The way in which track density varies with etching time in minerals is illustrated in Figure 2.10. It can be seen that for each of the four minerals, the observed track density rises relatively rapidly to a plateau value which is maintained during further etching. The minimum acceptable etching time, \(E_{min}\) is the time taken to reach the beginning of the plateau. The appearance of the tracks in sphene and zircon after each etching treatment is shown in Figure. 2.11 and 2.12. These may be used to judge when tracks in an unknown sample have been adequately etched. The optimum etching time is usually about 1.5 to 2 times \(E_{min}\) for a particular mineral sample, giving tracks approximately 1 μm in diameter. An extremely useful exercise for a novice in fission track studies is to carry out just such a progressive etching experiment to gain direct experience of the appearance of tracks which are adequately etched. The correct etching time in minerals such as zircon and sphene, is highly variable and will depend on a variety of factors, especially the general radiation damage level. It is extremely important in these minerals that the degree of etching be judged from the appearance of the tracks and not from the application of some standard etching time. Apatite is more consistent in its etching behaviour and a standard etching time can often be used, although exceptions will be found from time to time.

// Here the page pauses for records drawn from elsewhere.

use std::collections::HashMap;
use std::fs;
use std::path::{Path, PathBuf};

use nodetape::types::ScalarKind;
use serde::Deserialize;
use thiserror::Error;

/// Layout and open settings stored under a profile name.
#[derive(Debug, Clone, Default, Deserialize)]
#[serde(deny_unknown_fields)]
pub struct Profile {
    pub region: Option<PathBuf>,
    pub dimensions: Option<usize>,
    pub scalar: Option<ScalarKind>,
    pub connectivity: Option<usize>,
    pub nodes: Option<usize>,
    pub id_bytes: Option<usize>,
    pub header_bytes: Option<usize>,
    pub max_tracked_level: Option<usize>,
}

#[derive(Debug, Default)]
pub struct CliConfig {
    data: RawConfig,
}

impl CliConfig {
    pub fn load(explicit: Option<PathBuf>) -> Result<Self, ConfigError> {
        let path = explicit.or_else(default_config_path);
        let data = match path.as_ref() {
            Some(config_path) if config_path.exists() => read_file(config_path)?,
            _ => RawConfig::default(),
        };
        if let Some(name) = data.default_profile.as_ref() {
            if !data.profiles.contains_key(name) {
                return Err(ConfigError::ProfileNotFound { name: name.clone() });
            }
        }
        Ok(Self { data })
    }

    /// Profile named `name`, else the configured default, else none.
    pub fn select(&self, name: Option<&str>) -> Result<Option<&Profile>, ConfigError> {
        match name.or(self.data.default_profile.as_deref()) {
            Some(name) => self
                .data
                .profiles
                .get(name)
                .map(Some)
                .ok_or_else(|| ConfigError::ProfileNotFound {
                    name: name.to_string(),
                }),
            None => Ok(None),
        }
    }
}

fn read_file(path: &Path) -> Result<RawConfig, ConfigError> {
    let contents = fs::read_to_string(path).map_err(|source| ConfigError::Read {
        path: path.to_path_buf(),
        source,
    })?;
    toml::from_str(&contents).map_err(|source| ConfigError::Parse {
        path: path.to_path_buf(),
        source,
    })
}

#[derive(Debug, Default, Deserialize)]
struct RawConfig {
    #[serde(default)]
    profiles: HashMap<String, Profile>,
    #[serde(default)]
    default_profile: Option<String>,
}

#[derive(Debug, Error)]
pub enum ConfigError {
    #[error("failed to read CLI config {path}: {source}")]
    Read {
        path: PathBuf,
        source: std::io::Error,
    },
    #[error("failed to parse CLI config {path}: {source}")]
    Parse {
        path: PathBuf,
        source: toml::de::Error,
    },
    #[error("profile '{name}' not found")]
    ProfileNotFound { name: String },
}

pub fn default_config_path() -> Option<PathBuf> {
    dirs::config_dir().map(|base| base.join("nodetape").join("cli.toml"))
}
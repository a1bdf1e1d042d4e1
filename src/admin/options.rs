use crate::primitives::region::MapMode;
use crate::storage::StoreOptions;
use crate::types::ScalarKind;

/// Options used when opening a region file for administrative commands.
///
/// Layout fields left as `None` are taken from the region header.
#[derive(Clone, Debug)]
pub struct AdminOpenOptions {
    /// Store configuration applied to the opened region.
    pub store: StoreOptions,
    /// How the file is mapped.
    pub map_mode: MapMode,
    /// Vector dimensionality.
    pub dimensions: Option<usize>,
    /// Stored scalar kind.
    pub scalar: Option<ScalarKind>,
    /// Upper-layer connectivity.
    pub connectivity: Option<usize>,
    /// Number of frames to index.
    pub node_count: Option<usize>,
}

impl Default for AdminOpenOptions {
    fn default() -> Self {
        Self {
            store: StoreOptions::default(),
            map_mode: MapMode::ReadOnly,
            dimensions: None,
            scalar: None,
            connectivity: None,
            node_count: None,
        }
    }
}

Various other etchant parameters, such as temperature and concentration, can also have an important influence on track etching. Table 2.1 shows the most commonly used etching conditions for different minerals and glasses. For both sphene and zircon when using hydroxide etches, for instance, raising the temperature tends to increase \(V_G\) of the surface, relative to \(V_T\), leading to an increase in track cone angle and a reduction in etching efficiency. To some extent a similar effect may be observed in apatite due to etchant concentration. Apatites etched in concentrated HNO3 have a higher track cone angle than do those etched for longer times with more dilute concentrations. The particular choice of etchant used is also important in many cases. The anisotropic etching characteristics of both zircon and sphene are significantly greater when using the acid etchants listed in Table 2.1 than for the hydroxide etchants. This can be seen in Figure 2.13, which shows the same zircon etched in a hydroxide and an acid etchant for comparison. Except where the radiation damage levels are fairly high, therefore, the hydroxide etchants are to be preferred and give better results for both these minerals.